— Не знаю уж я, — шептала Дашка и поворачивалась уходить.

Ключник Григорий, ее муж, такой сутулый, точно невидно нес на себе целый закром, и с таким натруженным лицом, морщинистым, обросшим сухими, прямыми белесыми волосами, участливо глядел на Антона Антоныча. Он знал, что его с женою возьмут в новое имение, и опять, как теперь, спокойно из месяца в месяц будут они, одинокие, бездетные, копить деньги; сначала хотелось им накопить до тысячи, теперь было у них тысяча четыреста пятьдесят, и хотелось уже во что бы то ни стало накопить до двух тысяч.

Любовно смотрел на Антона Антоныча и говорил тихо, но знающе:

— Это — народ, не иначе.

Потом он потуплял глаза в землю и добавлял еще более уверенно:

— Не иначе, — народ… Злы на вас очень…

А Фома-кучер догадывался вслух морозно-певучим, как у всех природных кучеров, голосом:

— Говорят, мужику этого не выдумать… а солдаты на что?

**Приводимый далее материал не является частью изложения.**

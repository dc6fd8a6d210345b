use std::io::Cursor;

use serde::Serialize;

use super::{DML_NS, Document, REL_NS, WML_NS, WPD_NS};
use crate::error::Error;
use crate::model::{Alignment, Paragraph};
use crate::xml::{NodeId, XmlTree};

pub const EMU_PER_INCH: f64 = 914400.0;

#[derive(Clone, Debug, Serialize)]
pub struct Picture {
    pub index: usize,
    /// `inline` or `anchor`.
    pub placement: String,
    pub width_emu: i64,
    pub height_emu: i64,
    pub width_inches: f64,
    pub height_inches: f64,
    pub name: Option<String>,
    pub description: Option<String>,
    /// Media part the picture's blip points at.
    pub target: Option<String>,
    pub pixel_width: Option<u32>,
    pub pixel_height: Option<u32>,
    pub format: Option<String>,
    pub paragraph_index: usize,
    pub alignment: Option<String>,
}

/// A `wp:inline` or `wp:anchor` container and the paragraph holding it.
struct Located {
    container: NodeId,
    paragraph: Paragraph,
    paragraph_index: usize,
}

fn locate_drawings(doc: &Document) -> Vec<Located> {
    let tree = doc.tree();
    let mut found = Vec::new();
    for (paragraph_index, (paragraph, _)) in doc.located_paragraphs().into_iter().enumerate() {
        for node in tree.descendants(paragraph.node()) {
            if !tree.is(node, WML_NS, "drawing") {
                continue;
            }
            for &container in tree.children(node) {
                if tree.is(container, WPD_NS, "inline") || tree.is(container, WPD_NS, "anchor") {
                    found.push(Located {
                        container,
                        paragraph,
                        paragraph_index,
                    });
                }
            }
        }
    }
    found
}

fn locate(doc: &Document, index: usize) -> Result<Located, Error> {
    let mut drawings = locate_drawings(doc);
    let count = drawings.len();
    if index >= count {
        return Err(Error::PictureNotFound { index, count });
    }
    Ok(drawings.swap_remove(index))
}

fn emu_attr(tree: &XmlTree, node: Option<NodeId>, name: &str) -> i64 {
    node.and_then(|n| tree.attribute(n, None, name))
        .and_then(|v| v.parse().ok())
        .unwrap_or(0)
}

fn find_descendant(tree: &XmlTree, node: NodeId, namespace: &str, local: &str) -> Option<NodeId> {
    tree.descendants(node)
        .into_iter()
        .find(|&n| tree.is(n, namespace, local))
}

/// Pixel size and format of an embedded image, if `image` can make sense of it.
fn read_pixel_size(data: &[u8]) -> Option<(u32, u32, String)> {
    let reader = image::ImageReader::new(Cursor::new(data))
        .with_guessed_format()
        .ok()?;
    let format = reader.format()?;
    let name = format
        .extensions_str()
        .first()
        .map_or_else(|| format!("{format:?}").to_lowercase(), |ext| ext.to_string());
    let (width, height) = reader.into_dimensions().ok()?;
    Some((width, height, name))
}

fn describe(doc: &Document, index: usize, located: &Located) -> Picture {
    let tree = doc.tree();
    let container = located.container;
    let extent = tree.child(container, WPD_NS, "extent");
    let width_emu = emu_attr(tree, extent, "cx");
    let height_emu = emu_attr(tree, extent, "cy");
    let doc_pr = tree.child(container, WPD_NS, "docPr");
    let doc_pr_attr = |name: &str| {
        doc_pr
            .and_then(|n| tree.attribute(n, None, name))
            .filter(|v| !v.is_empty())
            .map(str::to_string)
    };

    let target = find_descendant(tree, container, DML_NS, "blip")
        .and_then(|blip| tree.attribute(blip, Some(REL_NS), "embed"))
        .and_then(|id| doc.relationship_part(id));
    let pixels = target
        .as_deref()
        .and_then(|t| doc.package().part(t))
        .and_then(read_pixel_size);

    Picture {
        index,
        placement: if tree.is(container, WPD_NS, "anchor") {
            "anchor".into()
        } else {
            "inline".into()
        },
        width_emu,
        height_emu,
        width_inches: width_emu as f64 / EMU_PER_INCH,
        height_inches: height_emu as f64 / EMU_PER_INCH,
        name: doc_pr_attr("name"),
        description: doc_pr_attr("descr"),
        target,
        pixel_width: pixels.as_ref().map(|p| p.0),
        pixel_height: pixels.as_ref().map(|p| p.1),
        format: pixels.map(|p| p.2),
        paragraph_index: located.paragraph_index,
        alignment: located
            .paragraph
            .alignment(tree)
            .map(|a| a.as_jc().to_string()),
    }
}

/// Every drawing in the document, in document order, table cells included.
pub fn list_pictures(doc: &Document) -> Vec<Picture> {
    locate_drawings(doc)
        .iter()
        .enumerate()
        .map(|(i, located)| describe(doc, i, located))
        .collect()
}

fn check_size(width: Option<f64>, height: Option<f64>) -> Result<(), Error> {
    if width.is_none() && height.is_none() {
        return Err(Error::InvalidArgument(
            "at least one of width or height must be given".into(),
        ));
    }
    if width.into_iter().chain(height).any(|v| !v.is_finite() || v <= 0.0) {
        return Err(Error::InvalidArgument(
            "width and height must be positive".into(),
        ));
    }
    Ok(())
}

/// Resizes a picture to the given size in inches.
///
/// With `keep_aspect` and only one dimension given, the other follows the
/// picture's current aspect ratio; otherwise a missing dimension is kept.
pub fn resize_picture(
    doc: &mut Document,
    index: usize,
    width: Option<f64>,
    height: Option<f64>,
    keep_aspect: bool,
) -> Result<Picture, Error> {
    check_size(width, height)?;

    let located = locate(doc, index)?;
    let tree = doc.tree_mut();
    let extent = tree.child(located.container, WPD_NS, "extent").ok_or_else(|| {
        Error::InvalidDocx(format!("picture {index} has no size information"))
    })?;
    let cur_w = emu_attr(tree, Some(extent), "cx") as f64 / EMU_PER_INCH;
    let cur_h = emu_attr(tree, Some(extent), "cy") as f64 / EMU_PER_INCH;

    let (new_w, new_h) = match (width, height) {
        (Some(w), None) if keep_aspect && cur_w > 0.0 => (w, w * cur_h / cur_w),
        (None, Some(h)) if keep_aspect && cur_h > 0.0 => (h * cur_w / cur_h, h),
        (w, h) => (w.unwrap_or(cur_w), h.unwrap_or(cur_h)),
    };
    let cx = ((new_w * EMU_PER_INCH).round() as i64).to_string();
    let cy = ((new_h * EMU_PER_INCH).round() as i64).to_string();

    tree.set_attribute(extent, None, "cx", &cx);
    tree.set_attribute(extent, None, "cy", &cy);
    if let Some(ext) = find_descendant(tree, located.container, DML_NS, "xfrm")
        .and_then(|xfrm| tree.child(xfrm, DML_NS, "ext"))
    {
        tree.set_attribute(ext, None, "cx", &cx);
        tree.set_attribute(ext, None, "cy", &cy);
    }

    log::info!(
        "Resized picture {index} from {cur_w:.2}\"x{cur_h:.2}\" to {new_w:.2}\"x{new_h:.2}\""
    );
    Ok(describe(doc, index, &located))
}

/// Aligns a picture by setting the justification of its paragraph.
pub fn align_picture(doc: &mut Document, index: usize, alignment: Alignment) -> Result<(), Error> {
    let located = locate(doc, index)?;
    located.paragraph.set_alignment(doc.tree_mut(), alignment)?;
    log::info!("Aligned picture {index} ({})", alignment.as_jc());
    Ok(())
}

/// Outcome for one picture of a batch operation.
#[derive(Clone, Debug, Serialize)]
pub struct BatchItem {
    pub index: usize,
    pub success: bool,
    pub error: Option<String>,
}

impl BatchItem {
    fn from_result<T>(index: usize, result: Result<T, Error>) -> BatchItem {
        match result {
            Ok(_) => BatchItem {
                index,
                success: true,
                error: None,
            },
            Err(e) => BatchItem {
                index,
                success: false,
                error: Some(e.to_string()),
            },
        }
    }
}

fn require_indices(indices: &[usize]) -> Result<(), Error> {
    if indices.is_empty() {
        return Err(Error::InvalidArgument("picture index list is empty".into()));
    }
    Ok(())
}

fn log_batch(action: &str, items: &[BatchItem]) {
    let failed = items.iter().filter(|i| !i.success).count();
    log::info!(
        "{action} {} of {} picture(s), {failed} failed",
        items.len() - failed,
        items.len()
    );
}

fn align_each(doc: &mut Document, indices: &[usize], alignment: Alignment) -> Vec<BatchItem> {
    let items: Vec<BatchItem> = indices
        .iter()
        .map(|&i| BatchItem::from_result(i, align_picture(doc, i, alignment)))
        .collect();
    log_batch("Aligned", &items);
    items
}

fn resize_each(
    doc: &mut Document,
    indices: &[usize],
    width: Option<f64>,
    height: Option<f64>,
    keep_aspect: bool,
) -> Vec<BatchItem> {
    let items: Vec<BatchItem> = indices
        .iter()
        .map(|&i| {
            BatchItem::from_result(i, resize_picture(doc, i, width, height, keep_aspect))
        })
        .collect();
    log_batch("Resized", &items);
    items
}

/// Aligns each listed picture. A bad index fails that item only.
pub fn align_pictures(
    doc: &mut Document,
    indices: &[usize],
    alignment: Alignment,
) -> Result<Vec<BatchItem>, Error> {
    require_indices(indices)?;
    Ok(align_each(doc, indices, alignment))
}

/// Aligns every picture in the document; empty when there are none.
pub fn align_all_pictures(doc: &mut Document, alignment: Alignment) -> Vec<BatchItem> {
    let indices: Vec<usize> = (0..locate_drawings(doc).len()).collect();
    align_each(doc, &indices, alignment)
}

/// Resizes each listed picture the way [`resize_picture`] does. The size
/// arguments are checked once, up front; a bad index fails that item only.
pub fn resize_pictures(
    doc: &mut Document,
    indices: &[usize],
    width: Option<f64>,
    height: Option<f64>,
    keep_aspect: bool,
) -> Result<Vec<BatchItem>, Error> {
    require_indices(indices)?;
    check_size(width, height)?;
    Ok(resize_each(doc, indices, width, height, keep_aspect))
}

/// Resizes every picture in the document; empty when there are none.
pub fn resize_all_pictures(
    doc: &mut Document,
    width: Option<f64>,
    height: Option<f64>,
    keep_aspect: bool,
) -> Result<Vec<BatchItem>, Error> {
    check_size(width, height)?;
    let indices: Vec<usize> = (0..locate_drawings(doc).len()).collect();
    Ok(resize_each(doc, &indices, width, height, keep_aspect))
}

/// Inclusive bounds in inches; an unset bound does not filter.
#[derive(Clone, Copy, Debug, Default)]
pub struct SizeFilter {
    pub min_width: Option<f64>,
    pub max_width: Option<f64>,
    pub min_height: Option<f64>,
    pub max_height: Option<f64>,
}

impl SizeFilter {
    pub fn matches(&self, picture: &Picture) -> bool {
        let (w, h) = (picture.width_inches, picture.height_inches);
        self.min_width.is_none_or(|min| w >= min)
            && self.max_width.is_none_or(|max| w <= max)
            && self.min_height.is_none_or(|min| h >= min)
            && self.max_height.is_none_or(|max| h <= max)
    }
}

#[derive(Clone, Debug, Default, Serialize)]
pub struct SizeBatch {
    pub matched: Vec<usize>,
    pub aligned: Vec<BatchItem>,
    pub resized: Vec<BatchItem>,
}

/// Aligns and/or resizes the pictures whose current size passes `filter`.
/// Resizing keeps the aspect ratio. With neither action given only the
/// matching indices are reported.
pub fn process_pictures_by_size(
    doc: &mut Document,
    filter: &SizeFilter,
    alignment: Option<Alignment>,
    width: Option<f64>,
    height: Option<f64>,
) -> Result<SizeBatch, Error> {
    let resize = width.is_some() || height.is_some();
    if resize {
        check_size(width, height)?;
    }
    let matched: Vec<usize> = list_pictures(doc)
        .iter()
        .filter(|p| filter.matches(p))
        .map(|p| p.index)
        .collect();
    log::debug!("{} picture(s) match {:?}", matched.len(), filter);

    let mut batch = SizeBatch {
        matched,
        ..SizeBatch::default()
    };
    if batch.matched.is_empty() {
        return Ok(batch);
    }
    if let Some(alignment) = alignment {
        batch.aligned = align_each(doc, &batch.matched, alignment);
    }
    if resize {
        batch.resized = resize_each(doc, &batch.matched, width, height, true);
    }
    Ok(batch)
}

Эге! Кто из солдат пришел, да они всему обучены… И палить и подпаливать, — они это все могут.

— А шо?! Ага! Ну, да-да-да, — солдаты! То ты неглупый малый, Хома! То ты разумный хлопец, Хома, клянуся богом! — ободрялся Антон Антоныч и подносил ему водки.

Нянька Сёзи, старуха Евдоха, жила на кухне. Седела, брудастела, драла перья на перины. Недавно ездила домой в село Бочечки — не ужилась там с братом Трохимом, — опять приехала сидеть на кухне, драть перья.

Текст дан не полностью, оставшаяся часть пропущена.